Nas vinificações dos vinhos brancos, as primeiras análises revelaram valores desequilibrados que levará à necessidade de correcções na adega.
Desequilíbrios também na qualidade das uvas, acidez, teores de açúcar e componentes aromáticos, que em muitos casos ficou comprometida, bagos mais pequenos nos cachos, com menos polpa e natural quebra de rendimento. Houve áreas mais expostas, com maturações inconsistentes, em que o Douro Superior será um dos exemplos.
O calor extremo e o stress hídrico afectou o ciclo vegetativo da videira e originou bagos mais pequenos e menos cachos por videira e em muitos casos pondo em causa a própria integridade de muitas videiras.
O ano seco trouxe também menor pressão das doenças da vinha e consequentemente a necessidade de menos tratamentos, que depois a vindima revelou com uvas em bom estado sanitário.
Quebra de produção de cerca de 15% em relação a 2021, o que acabou por não ser tão mau quanto se previa inicialmente. Passou-se de uma previsão bastante mais negativa em Junho para um pré-balanço mais positivo para o qual as chuvas de Setembro foram um elemento decisivo. Todavia, foi um ano em que os índices de produtividade, de rendimentos Kg./videira e Kg/L foram baixos, com valores significativamente inferiores, sobretudo se considerarmos algumas castas como a Tinta Roriz e Touriga Nacional.
Menor quantidade e níveis de qualidade dos vinhos muito heterogéneos.
Foi também o ano em que voltou a animação aos lagares tradicionais do Douro, voltou-se à pisa a pé depois de dois anos de interrupção em consequência das limitações impostas pelo combate à pandemia covid-19.
O impacto das alterações climáticas foi bastante real neste ano, situações que antes eram excepcionais, agora são a frequente realidade, num clima cada vez mais quente e seco, o aumento das temperaturas, a diminuição dos índices de precipitação, períodos de seca e ondas de calor mais frequentes e intensas e com duração mais prolongada, tempestades de granizo na Primavera e escaldões nos períodos mais quentes. Metade dos dez anos mais quentes e seis dos dez anos mais secos ocorreu já este século.
Os registos mostram que entre 1967 e 2010, a temperatura média anual no Douro, aumentou 1,3ºC e, como consequência, os ciclos de crescimento mostram sinais de perturbação, com a tendência evidente de ciclos mais curtos e vindimas precoces.

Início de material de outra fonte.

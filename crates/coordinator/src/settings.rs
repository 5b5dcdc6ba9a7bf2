//! In-memory extension settings

use std::path::Path;

use capture::CaptureSettings;
use media_protocol::{ExtensionSettings, ProtocolError};
use parking_lot::RwLock;
use thiserror::Error;
use tracing::{debug, info};

#[derive(Debug, Error)]
pub enum SettingsError {
    #[error("Failed to read settings: {0}")]
    Io(#[from] std::io::Error),

    #[error("Invalid settings: {0}")]
    Protocol(#[from] ProtocolError),

    #[error("Invalid settings patch: {0}")]
    InvalidPatch(String),
}

pub type SettingsResult<T> = Result<T, SettingsError>;

/// Live settings shared by every component.
///
/// Readers always see the current value; nothing downstream caches it.
#[derive(Debug, Default)]
pub struct SettingsStore {
    settings: RwLock<ExtensionSettings>,
}

impl SettingsStore {
    pub fn new(settings: ExtensionSettings) -> Self {
        Self {
            settings: RwLock::new(settings),
        }
    }

    /// Load settings exported by the extension. A missing file yields the
    /// defaults.
    pub fn load_from_path(path: impl AsRef<Path>) -> SettingsResult<Self> {
        let path = path.as_ref();
        let settings = match std::fs::read_to_string(path) {
            Ok(json) => ExtensionSettings::from_json(&json)?,
            Err(e) if e.kind() == std::io::ErrorKind::NotFound => {
                info!("No settings at {}, using defaults", path.display());
                ExtensionSettings::default()
            }
            Err(e) => return Err(e.into()),
        };
        Ok(Self::new(settings))
    }

    pub fn get(&self) -> ExtensionSettings {
        self.settings.read().clone()
    }

    pub fn update(&self, f: impl FnOnce(&mut ExtensionSettings)) {
        f(&mut self.settings.write());
    }

    /// Merge a partial settings object (extension wire names) into the
    /// current settings
    pub fn apply_patch(&self, patch: &str) -> SettingsResult<ExtensionSettings> {
        let patch: serde_json::Value =
            serde_json::from_str(patch).map_err(|e| SettingsError::InvalidPatch(e.to_string()))?;
        let serde_json::Value::Object(patch) = patch else {
            return Err(SettingsError::InvalidPatch(
                "expected a JSON object".to_string(),
            ));
        };

        let mut settings = self.settings.write();
        let mut merged = serde_json::to_value(&*settings)
            .map_err(|e| SettingsError::InvalidPatch(e.to_string()))?;
        if let serde_json::Value::Object(fields) = &mut merged {
            for (key, value) in patch {
                debug!("Setting {} = {}", key, value);
                fields.insert(key, value);
            }
        }

        *settings = serde_json::from_value(merged)
            .map_err(|e| SettingsError::InvalidPatch(e.to_string()))?;
        Ok(settings.clone())
    }
}

impl CaptureSettings for SettingsStore {
    fn should_crop_screenshots(&self) -> bool {
        self.settings.read().crop_screenshot
    }
}
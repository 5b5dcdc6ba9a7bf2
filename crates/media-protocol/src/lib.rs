//! Shared message definitions for the capture companion
//!
//! This crate contains the capture geometry, the messages exchanged with the
//! companion video surface, and the extension settings record shared by the
//! capture, recorder and coordinator crates.

mod data_url;
mod error;
mod geometry;
mod messages;
mod settings;

pub use data_url::*;
pub use error::*;
pub use geometry::*;
pub use messages::*;
pub use settings::*;

/// Sender tag stamped on every command the extension sends to a video surface
pub const EXTENSION_TO_VIDEO_SENDER: &str = "asbplayer-extension-to-video";

/// Command name of the crop-and-resize request
pub const CROP_AND_RESIZE_COMMAND: &str = "crop-and-resize";
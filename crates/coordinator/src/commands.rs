//! Command handlers exposed to the extension

use std::sync::Arc;
use std::time::Duration;

use capture::{CaptureError, CaptureOutcome};
use media_protocol::{CaptureRequest, ExtensionSettings};
use parking_lot::Mutex;
use recorder::{InputStream, RecorderError};
use serde::{Deserialize, Serialize};
use tracing::{debug, info, warn};

use crate::settings::SettingsError;
use crate::state::AppState;

/// Error type for commands
#[derive(Debug, thiserror::Error)]
pub enum CommandError {
    #[error(transparent)]
    Capture(#[from] CaptureError),
    #[error(transparent)]
    Recorder(#[from] RecorderError),
    #[error(transparent)]
    Settings(#[from] SettingsError),
    #[error("Invalid recording interval: {start_ms}ms to {end_ms}ms")]
    InvalidInterval { start_ms: u64, end_ms: u64 },
    #[error("No media stream to record")]
    MissingStream,
}

impl serde::Serialize for CommandError {
    fn serialize<S>(&self, serializer: S) -> Result<S::Ok, S::Error>
    where
        S: serde::Serializer,
    {
        serializer.serialize_str(&self.to_string())
    }
}

pub type CommandResult<T> = Result<T, CommandError>;

/// Events emitted while commands run
#[derive(Debug, Clone, PartialEq, Eq, Serialize)]
#[serde(tag = "type", rename_all = "kebab-case")]
pub enum CoordinatorEvent {
    RecordingStarted,
    RecordingFinished { base64_len: usize },
    ScreenshotCaptured { base64_len: usize },
}

/// Media for one exported card
#[derive(Debug, Clone, Default, PartialEq, Eq, Serialize)]
#[serde(rename_all = "camelCase")]
pub struct CardMedia {
    pub image: Option<String>,
    pub audio: Option<String>,
}

/// Capture the media for the subtitle spanning `start_ms..end_ms`
#[derive(Debug, Clone, PartialEq, Serialize, Deserialize)]
#[serde(rename_all = "camelCase")]
pub struct CardMediaRequest {
    pub capture: CaptureRequest,
    pub start_ms: u64,
    pub end_ms: u64,
}

/// Take a screenshot, coalescing with any capture already pending
pub async fn capture_screenshot(
    state: &AppState,
    request: CaptureRequest,
) -> CommandResult<String> {
    debug!(
        "Screenshot requested for tab {} in {}ms",
        request.target_id, request.delay_ms
    );
    let image = state.capturer.capture(request).await?;
    state.notify(CoordinatorEvent::ScreenshotCaptured {
        base64_len: image.len(),
    });
    Ok(image)
}

/// Last screenshot produced, if no capture has been requested since
pub fn last_screenshot(state: &AppState) -> Option<String> {
    state.capturer.last_image_base64()
}

/// Start recording `stream`; returns the recording id
pub fn start_recording(state: &AppState, stream: Arc<dyn InputStream>) -> CommandResult<String> {
    let id = state.recorder.start(stream)?;
    state.notify(CoordinatorEvent::RecordingStarted);
    Ok(id.to_string())
}

/// Stop the current recording and return the base64 clip
pub async fn stop_recording(state: &AppState) -> CommandResult<String> {
    let clip = state.recorder.stop().await?;
    state.notify(CoordinatorEvent::RecordingFinished {
        base64_len: clip.len(),
    });
    Ok(clip)
}

/// Record `stream` for `duration_ms` and return the base64 clip
pub async fn record_for(
    state: &AppState,
    stream: Arc<dyn InputStream>,
    duration_ms: u64,
) -> CommandResult<String> {
    let clip = state
        .recorder
        .start_with_timeout(stream, Duration::from_millis(duration_ms), || {
            state.notify(CoordinatorEvent::RecordingStarted)
        })
        .await?;
    state.notify(CoordinatorEvent::RecordingFinished {
        base64_len: clip.len(),
    });
    Ok(clip)
}

pub fn get_settings(state: &AppState) -> ExtensionSettings {
    state.settings.get()
}

/// Merge a partial settings object into the live settings
pub fn update_settings(state: &AppState, patch: &str) -> CommandResult<ExtensionSettings> {
    let settings = state.settings.apply_patch(patch)?;
    info!("Settings updated");
    Ok(settings)
}

/// Gather the screenshot and audio clip for one card.
///
/// Which media are gathered follows the `screenshot` and `recordMedia`
/// settings. When both are on, the screenshot is scheduled as soon as the
/// recording has started so both cover the same moment of playback.
pub async fn capture_card_media(
    state: &AppState,
    stream: Option<Arc<dyn InputStream>>,
    request: CardMediaRequest,
) -> CommandResult<CardMedia> {
    let settings = state.settings.get();
    info!(
        "Capturing card media for {}ms..{}ms (screenshot: {}, audio: {})",
        request.start_ms, request.end_ms, settings.screenshot, settings.record_media
    );

    if !settings.record_media {
        let image = if settings.screenshot {
            Some(capture_screenshot(state, request.capture).await?)
        } else {
            None
        };
        return Ok(CardMedia { image, audio: None });
    }

    if request.end_ms <= request.start_ms {
        return Err(CommandError::InvalidInterval {
            start_ms: request.start_ms,
            end_ms: request.end_ms,
        });
    }
    let stream = stream.ok_or(CommandError::MissingStream)?;

    let pending: Mutex<Option<CaptureOutcome>> = Mutex::new(None);
    let audio = state
        .recorder
        .start_with_timeout(
            stream,
            Duration::from_millis(request.end_ms - request.start_ms),
            || {
                state.notify(CoordinatorEvent::RecordingStarted);
                if settings.screenshot {
                    let outcome = state.capturer.capture(request.capture.clone());
                    *pending.lock() = Some(outcome);
                }
            },
        )
        .await;

    let outcome = pending.lock().take();
    let image = match outcome {
        Some(outcome) => Some(outcome.await),
        None => None,
    };

    let audio = audio.inspect_err(|e| warn!("Card audio failed: {}", e))?;
    state.notify(CoordinatorEvent::RecordingFinished {
        base64_len: audio.len(),
    });

    let image = image.transpose()?;
    if let Some(image) = &image {
        state.notify(CoordinatorEvent::ScreenshotCaptured {
            base64_len: image.len(),
        });
    }

    Ok(CardMedia {
        image,
        audio: Some(audio),
    })
}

Nas zonas mais sensíveis (como na sub-região do Douro Superior) pondera-se a utilização de sistemas de irrigação controlada para manter a cultura da vinha viável. A médio prazo, entre as soluções propostas será a relocalização das vinhas para altitudes mais elevadas ou zonas de microclima, que é uma das vantagens da viticultura de montanha, a escolha de locais que exponham menos a vinha à radiação solar intensa e com uma orientação preferencial a poente e norte. Outras soluções apontam também para a importância do sistema de condução da vinha e podas que permitam que a vinha ganhe capacidade de resistir a temperaturas mais altas e ao stress hídrico, sistemas de protecção solar e protecção dos solos para retenção de humidade. Igualmente importante é o estudo e o melhor conhecimento do comportamento e dos ciclos das castas autóctones da região.